August 13, 2018: JAMA Commentary Highlights the Value of Data Enclaves and Distributed Data Networks

In a JAMA Viewpoint published online last week, NIH Collaboratory investigator Dr. Richard Platt and colleague Dr. Tracy Lieu discuss the value of “data enclaves” to facilitate information sharing in support of research, quality improvement, and public health reporting.

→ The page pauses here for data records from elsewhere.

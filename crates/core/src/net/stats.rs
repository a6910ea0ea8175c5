#[derive(Debug, Clone, Default)]
pub struct NetworkStats {
    pub packets_sent: u64,
    pub packets_received: u64,
    pub packets_dropped: u64,
    pub bytes_sent: u64,
    pub bytes_received: u64,
    pub messages_sent: u64,
    pub messages_received: u64,
    pub retransmits: u64,
    pub fast_retransmits: u64,
    pub rtt_ms: f32,
    pub rtt_variance: f32,
    pub congestion_window: u32,
}

impl NetworkStats {
    pub fn record_sent(&mut self, bytes: usize) {
        self.packets_sent += 1;
        self.bytes_sent += bytes as u64;
    }

    pub fn record_received(&mut self, bytes: usize) {
        self.packets_received += 1;
        self.bytes_received += bytes as u64;
    }
}
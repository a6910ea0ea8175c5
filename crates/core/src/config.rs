use std::time::Duration;

use serde::{Deserialize, Serialize};

use crate::net::DEFAULT_MTU;
use crate::reliability::{
    ChannelConfig, DEFAULT_DEAD_LINK, DEFAULT_RECEIVE_WINDOW, DEFAULT_SEND_WINDOW,
};
use crate::sync::{DEFAULT_PING_FREQUENCY, DEFAULT_PING_WINDOW_SIZE};

/// Transport options chosen per `connect` call.
#[derive(Debug, Clone, PartialEq, Eq, Serialize, Deserialize)]
#[serde(default)]
pub struct ConnectOptions {
    /// Flush on every send instead of waiting for the next internal update.
    pub no_delay: bool,
    /// Spacing of internal updates in milliseconds.
    pub interval_ms: u32,
    /// Skipped acks that trigger an early retransmit, 0 disables.
    pub fast_resend: u32,
    pub congestion_window: bool,
    pub send_window_size: u16,
    pub receive_window_size: u16,
}

impl Default for ConnectOptions {
    fn default() -> Self {
        Self {
            no_delay: true,
            interval_ms: 10,
            fast_resend: 0,
            congestion_window: true,
            send_window_size: DEFAULT_SEND_WINDOW,
            receive_window_size: DEFAULT_RECEIVE_WINDOW,
        }
    }
}

impl ConnectOptions {
    pub fn interval(&self) -> Duration {
        Duration::from_millis(u64::from(self.interval_ms.max(1)))
    }

    pub fn channel_config(&self, config: &ClientConfig) -> ChannelConfig {
        ChannelConfig {
            send_window_size: self.send_window_size,
            receive_window_size: self.receive_window_size,
            fast_resend: self.fast_resend,
            dead_link: config.dead_link,
            no_delay: self.no_delay,
            congestion_window: self.congestion_window,
            mtu: config.mtu,
        }
    }
}

#[derive(Debug, Clone)]
pub struct ClientConfig {
    pub ping_frequency: Duration,
    pub ping_window_size: usize,
    pub handshake_timeout: Duration,
    pub handshake_resend_interval: Duration,
    pub idle_timeout: Duration,
    pub disconnect_timeout: Duration,
    pub mtu: usize,
    pub dead_link: u32,
}

impl Default for ClientConfig {
    fn default() -> Self {
        Self {
            ping_frequency: DEFAULT_PING_FREQUENCY,
            ping_window_size: DEFAULT_PING_WINDOW_SIZE,
            handshake_timeout: Duration::from_secs(10),
            handshake_resend_interval: Duration::from_secs(1),
            idle_timeout: Duration::from_secs(10),
            disconnect_timeout: Duration::from_secs(1),
            mtu: DEFAULT_MTU,
            dead_link: DEFAULT_DEAD_LINK,
        }
    }
}
pub mod average;
pub mod client;
pub mod clock;
pub mod config;
pub mod connection;
pub mod event;
pub mod net;
pub mod reliability;
pub mod sync;

pub use average::MovingAverage;
pub use client::Client;
pub use clock::{Clock, ManualClock, MonotonicClock};
pub use config::{ClientConfig, ConnectOptions};
pub use connection::{Connection, ConnectionState};
pub use event::ClientEvent;
pub use net::{
    DatagramSocket, DisconnectReason, Endpoint, LinkConditions, NetworkStats, Packet,
    PacketError, PacketType, SimulatedSocket, UdpDatagramSocket,
};
pub use reliability::{Channel, ChannelConfig, SendError};
pub use sync::{DEFAULT_PING_FREQUENCY, DEFAULT_PING_WINDOW_SIZE, NetworkTime};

Creating data enclaves allows health systems to share useful information from their clinical data without releasing the actual data. Data enclaves can be linked with each other in distributed data networks to create powerful resources for researchers and other analysts. The authors note that efforts to realize this vision must address concerns about protecting patients’ personal information, the costs and work required to make the data usable for analysis, and incentives for health systems to participate.

Dr. Platt is a cochair of the NIH Collaboratory’s Distributed Research Network, which uses a common data model that enables investigators to collaborate with each other in the use of electronic health data while safeguarding protected health information and proprietary data.

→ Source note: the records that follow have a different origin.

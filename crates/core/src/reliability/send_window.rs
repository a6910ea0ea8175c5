use std::collections::VecDeque;
use std::time::Duration;

use bytes::Bytes;

use super::congestion::CongestionWindow;
use super::rto::RtoPolicy;
use super::{ChannelConfig, SendError};
use crate::net::{ACK_BITS, AckHeader, SegmentFrame, sequence_diff, sequence_greater_than};

/// Fragments of one message; the header counts the ones that follow in a u8.
pub const MAX_FRAGMENTS: usize = u8::MAX as usize;

/// Widest window the peer can acknowledge: its cursor plus the ack bitmap.
pub const MAX_SEND_WINDOW: u32 = ACK_BITS + 1;

/// A segment that has been handed a sequence number and waits for its ack.
#[derive(Debug, Clone)]
pub struct InFlightSegment {
    pub sequence: u32,
    pub fragment: u8,
    pub payload: Bytes,
    pub last_sent: Duration,
    pub resend_at: Duration,
    pub rto: Duration,
    pub transmissions: u32,
    pub skipped_acks: u32,
}

#[derive(Debug, Default)]
pub struct SendFlush {
    pub segments: Vec<SegmentFrame>,
    pub retransmits: u32,
    pub fast_retransmits: u32,
    pub dead_link: bool,
}

/// Sender half of the reliable channel.
///
/// Fragments wait in `queue` until the effective window has room; only then
/// do they get a sequence number and move to `in_flight`, where they stay
/// until acknowledged or cleared on teardown.
#[derive(Debug)]
pub struct SendWindow {
    queue: VecDeque<(u8, Bytes)>,
    in_flight: VecDeque<InFlightSegment>,
    next_sequence: u32,
    window_size: u32,
    remote_window: u32,
    // newest ack cursor seen, older headers carry a stale window
    remote_cursor: Option<u32>,
    mss: usize,
    fast_resend: u32,
    dead_link: u32,
    policy: RtoPolicy,
    congestion: Option<CongestionWindow>,
}

impl SendWindow {
    pub fn new(config: &ChannelConfig) -> Self {
        let requested = u32::from(config.send_window_size.max(1));
        let window_size = requested.min(MAX_SEND_WINDOW);
        if window_size < requested {
            log::debug!(
                "Send window {} clamped to {} segments",
                requested,
                window_size
            );
        }
        Self {
            queue: VecDeque::new(),
            in_flight: VecDeque::with_capacity(window_size as usize),
            next_sequence: 0,
            window_size,
            remote_window: u32::from(config.receive_window_size.max(1)),
            remote_cursor: None,
            mss: config.max_segment_size(),
            fast_resend: config.fast_resend,
            dead_link: config.dead_link,
            policy: RtoPolicy::new(config.no_delay),
            congestion: config
                .congestion_window
                .then(|| CongestionWindow::new(window_size)),
        }
    }

    pub fn max_message_size(&self) -> usize {
        self.mss * MAX_FRAGMENTS
    }

    /// Splits `data` into fragments and queues them behind earlier messages.
    pub fn queue_message(&mut self, data: &[u8]) -> Result<usize, SendError> {
        if data.is_empty() {
            return Err(SendError::Empty);
        }
        if data.len() > self.max_message_size() {
            return Err(SendError::Oversized {
                size: data.len(),
                max: self.max_message_size(),
            });
        }

        let count = data.len().div_ceil(self.mss);
        for (index, chunk) in data.chunks(self.mss).enumerate() {
            let remaining = (count - index - 1) as u8;
            self.queue.push_back((remaining, Bytes::copy_from_slice(chunk)));
        }

        Ok(count)
    }

    /// Drops every segment `ack` covers and records skipped acks for the rest.
    /// Returns the number of segments newly acknowledged.
    pub fn process_ack(&mut self, ack: &AckHeader) -> u32 {
        let fresh = self
            .remote_cursor
            .is_none_or(|newest| !sequence_greater_than(newest, ack.cursor));
        if fresh {
            self.remote_cursor = Some(ack.cursor);
            self.remote_window = u32::from(ack.window);
        }

        let before = self.in_flight.len();
        self.in_flight.retain(|segment| !ack.acknowledges(segment.sequence));
        let acked = (before - self.in_flight.len()) as u32;

        if let Some(highest) = ack.highest_acked() {
            for segment in &mut self.in_flight {
                if sequence_greater_than(highest, segment.sequence) {
                    segment.skipped_acks += 1;
                }
            }
        }

        if acked > 0 {
            if let Some(cc) = &mut self.congestion {
                cc.on_ack(acked);
            }
        }

        acked
    }

    /// Oldest unacknowledged sequence number, or the next one to be assigned.
    pub fn una(&self) -> u32 {
        self.in_flight
            .front()
            .map_or(self.next_sequence, |segment| segment.sequence)
    }

    pub fn effective_window(&self) -> u32 {
        let mut window = self.window_size.min(self.remote_window.max(1));
        if let Some(cc) = &self.congestion {
            window = window.min(cc.window());
        }
        window
    }

    /// Moves queued fragments into the window and collects everything that
    /// has to go on the wire at `now`: first transmissions, timeouts and fast
    /// retransmissions. `estimate` is `(rtt, rtt_sd)` in seconds.
    pub fn flush(&mut self, now: Duration, estimate: Option<(f64, f64)>) -> SendFlush {
        let base_rto = self.policy.timeout(estimate);
        let window = self.effective_window();

        while sequence_diff(self.next_sequence, self.una()) < window as i32 {
            let Some((fragment, payload)) = self.queue.pop_front() else {
                break;
            };
            self.in_flight.push_back(InFlightSegment {
                sequence: self.next_sequence,
                fragment,
                payload,
                last_sent: now,
                resend_at: now,
                rto: base_rto,
                transmissions: 0,
                skipped_acks: 0,
            });
            self.next_sequence = self.next_sequence.wrapping_add(1);
        }

        let mut out = SendFlush::default();
        for segment in &mut self.in_flight {
            let send = if segment.transmissions == 0 {
                true
            } else if now >= segment.resend_at {
                segment.rto = self.policy.backoff(segment.rto);
                out.retransmits += 1;
                true
            } else if self.fast_resend > 0 && segment.skipped_acks >= self.fast_resend {
                out.fast_retransmits += 1;
                true
            } else {
                false
            };

            if send {
                segment.transmissions += 1;
                segment.skipped_acks = 0;
                segment.last_sent = now;
                segment.resend_at = now + segment.rto;
                out.segments.push(SegmentFrame {
                    sequence: segment.sequence,
                    fragment: segment.fragment,
                    payload: segment.payload.clone(),
                });

                if self.dead_link > 0 && segment.transmissions >= self.dead_link {
                    out.dead_link = true;
                }
            }
        }

        let in_flight = self.in_flight.len() as u32;
        if let Some(cc) = &mut self.congestion {
            if out.retransmits > 0 {
                cc.on_timeout(in_flight);
            } else if out.fast_retransmits > 0 {
                cc.on_fast_resend(in_flight, out.fast_retransmits);
            }
        }

        out
    }

    pub fn in_flight(&self) -> usize {
        self.in_flight.len()
    }

    pub fn queued(&self) -> usize {
        self.queue.len()
    }

    pub fn is_idle(&self) -> bool {
        self.queue.is_empty() && self.in_flight.is_empty()
    }

    pub fn congestion_window(&self) -> Option<u32> {
        self.congestion.as_ref().map(CongestionWindow::window)
    }

    pub fn next_sequence(&self) -> u32 {
        self.next_sequence
    }

    pub fn clear(&mut self) {
        self.queue.clear();
        self.in_flight.clear();
    }
}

July 23, 2018: New Report Summarizes Patient-Reported Health Data and Metadata Standards in the ADAPTABLE Trial

A new report in the Living Textbook describes results of a literature review of data standards and metadata standards for variables of interest to the ADAPTABLE trial. Based on the review, the authors recommend standards for ADAPTABLE, also known as the Aspirin Study, which is the first major randomized comparative effectiveness trial to be conducted by the National Patient-Centered Clinical Research Network (PCORnet). The trial aims to identify the optimal dose of aspirin therapy for secondary prevention in atherosclerotic cardiovascular disease.

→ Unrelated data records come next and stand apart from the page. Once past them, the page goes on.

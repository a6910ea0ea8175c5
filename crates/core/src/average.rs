/// Exponentially weighted moving average with a running variance.
///
/// The smoothing factor is `2 / (window + 1)`, so a larger window adapts more
/// slowly. Only the mean and variance are kept, regardless of how many samples
/// have been observed.
#[derive(Debug, Clone)]
pub struct MovingAverage {
    alpha: f64,
    initialized: bool,
    value: f64,
    variance: f64,
}

impl MovingAverage {
    pub fn new(window_size: usize) -> Self {
        Self {
            alpha: smoothing_factor(window_size),
            initialized: false,
            value: 0.0,
            variance: 0.0,
        }
    }

    pub fn observe(&mut self, sample: f64) {
        if !self.initialized {
            self.value = sample;
            self.variance = 0.0;
            self.initialized = true;
            return;
        }

        let delta = sample - self.value;
        self.value += self.alpha * delta;
        self.variance = (1.0 - self.alpha) * (self.variance + self.alpha * delta * delta);
    }

    pub fn reset(&mut self, window_size: usize) {
        *self = Self::new(window_size);
    }

    pub fn value(&self) -> f64 {
        self.value
    }

    pub fn variance(&self) -> f64 {
        self.variance
    }

    pub fn std_dev(&self) -> f64 {
        self.variance.sqrt()
    }

    pub fn is_initialized(&self) -> bool {
        self.initialized
    }
}

fn smoothing_factor(window_size: usize) -> f64 {
    2.0 / (window_size.max(1) as f64 + 1.0)
}
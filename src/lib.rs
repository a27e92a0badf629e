// Core infrastructure modules
pub mod config;
pub mod connections;
pub mod core;
pub mod storage;

// Console modules
pub mod autocomplete;
pub mod highlight;
pub mod query_editor;
pub mod query_menu;
pub mod repl;
pub mod results_grid;

#[cfg(test)]
pub mod test_utils;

Because the ADAPTABLE trial relies on patients to report key information at baseline and throughout follow-up, it represents a unique opportunity to develop, pilot, and evaluate methods to validate and integrate patient-reported information with data obtained from electronic health records (EHRs). In 2016, the National Institutes of Health implemented a project with the goal of using the ADAPTABLE study to develop methods to (1) assess the quality of patient-reported data and (2) integrate the data with existing EHR data. It is hoped that this project will inform future efforts to synthesize potentially inconsistent data from patient-reported and EHR sources and identify opportunities to streamline data.

Download the report.

June 7, 2018: NIH Releases First Strategic Plan for Data Science

On June 4, the National Institutes of Health (NIH) released its first Strategic Plan for Data Science. The plan outlines steps the agency will take to modernize research data infrastructure and resources and to maximize the value of data generated by NIH-supported research.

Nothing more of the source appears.